Problem to work on: Each line of the data that includes "published" must be copied.

:: Records supplied

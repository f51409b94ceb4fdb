use std::fs::{self, File, OpenOptions};
use std::io::{self, Seek, SeekFrom, Write};
use std::path::{Path, PathBuf};

const SENSOR_DIR: &str = "light-sensor";
const VALUE_FILE: &str = "in_illuminance_raw";
const NAME_FILE: &str = "name";
const SENSOR_NAME: &str = "als";

/// Owns the emulated sensor's writable value file.
///
/// `open` bootstraps the endpoint under `<base>/light-sensor/`: parent
/// directories, the `name` identity file (written only if absent) and the
/// value file itself, which stays open for the process lifetime. The files
/// deliberately survive process exit so the last published value remains
/// readable.
pub struct SensorPublisher {
    value_file: File,
}

impl SensorPublisher {
    pub fn open(base_dir: &Path) -> io::Result<Self> {
        let dir = base_dir.join(SENSOR_DIR);
        fs::create_dir_all(&dir)?;

        let name_path = dir.join(NAME_FILE);
        if !name_path.exists() {
            fs::write(&name_path, SENSOR_NAME)?;
        }

        let value_file = OpenOptions::new()
            .write(true)
            .create(true)
            .open(dir.join(VALUE_FILE))?;

        Ok(Self { value_file })
    }

    /// Rewrites the value file with `current` unless it equals the last
    /// published value. Cycles can be as frequent as 15s, so unchanged
    /// readings are debounced into no I/O at all.
    pub fn publish_if_changed(&mut self, current: i64, previous: Option<i64>) -> io::Result<bool> {
        if previous == Some(current) {
            return Ok(false);
        }

        // Truncate first so a shorter value leaves no residual digits.
        self.value_file.set_len(0)?;
        self.value_file.seek(SeekFrom::Start(0))?;
        self.value_file.write_all(current.to_string().as_bytes())?;
        self.value_file.sync_all()?;

        Ok(true)
    }
}

/// Path of the value file under `base_dir`, as consumers will read it.
pub fn value_path(base_dir: &Path) -> PathBuf {
    base_dir.join(SENSOR_DIR).join(VALUE_FILE)
}

#[cfg(test)]
mod tests {
    use tempfile::tempdir;

    use super::*;

    #[test]
    fn open_bootstraps_endpoint() {
        let base = tempdir().unwrap();
        let _publisher = SensorPublisher::open(base.path()).unwrap();

        let dir = base.path().join(SENSOR_DIR);
        assert!(dir.is_dir());
        assert_eq!(fs::read_to_string(dir.join(NAME_FILE)).unwrap(), "als");
        assert!(value_path(base.path()).exists());
    }

    #[test]
    fn open_never_rewrites_existing_name_file() {
        let base = tempdir().unwrap();
        let name_path = base.path().join(SENSOR_DIR).join(NAME_FILE);
        fs::create_dir_all(name_path.parent().unwrap()).unwrap();
        fs::write(&name_path, "custom").unwrap();

        let _publisher = SensorPublisher::open(base.path()).unwrap();

        assert_eq!(fs::read_to_string(&name_path).unwrap(), "custom");
    }

    #[test]
    fn unchanged_value_skips_the_write() {
        let base = tempdir().unwrap();
        let mut publisher = SensorPublisher::open(base.path()).unwrap();

        assert!(publisher.publish_if_changed(42, None).unwrap());
        assert!(!publisher.publish_if_changed(42, Some(42)).unwrap());
        assert!(publisher.publish_if_changed(43, Some(42)).unwrap());

        assert_eq!(
            fs::read_to_string(value_path(base.path())).unwrap(),
            "43"
        );
    }

    #[test]
    fn shorter_value_truncates_previous_content() {
        let base = tempdir().unwrap();
        let mut publisher = SensorPublisher::open(base.path()).unwrap();

        assert!(publisher.publish_if_changed(100, None).unwrap());
        assert!(publisher.publish_if_changed(7, Some(100)).unwrap());

        assert_eq!(fs::read_to_string(value_path(base.path())).unwrap(), "7");
    }
}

::::

Solution to the exercise:
/// deliberately survive process exit so the last published value remains
    /// published value. Cycles can be as frequent as 15s, so unchanged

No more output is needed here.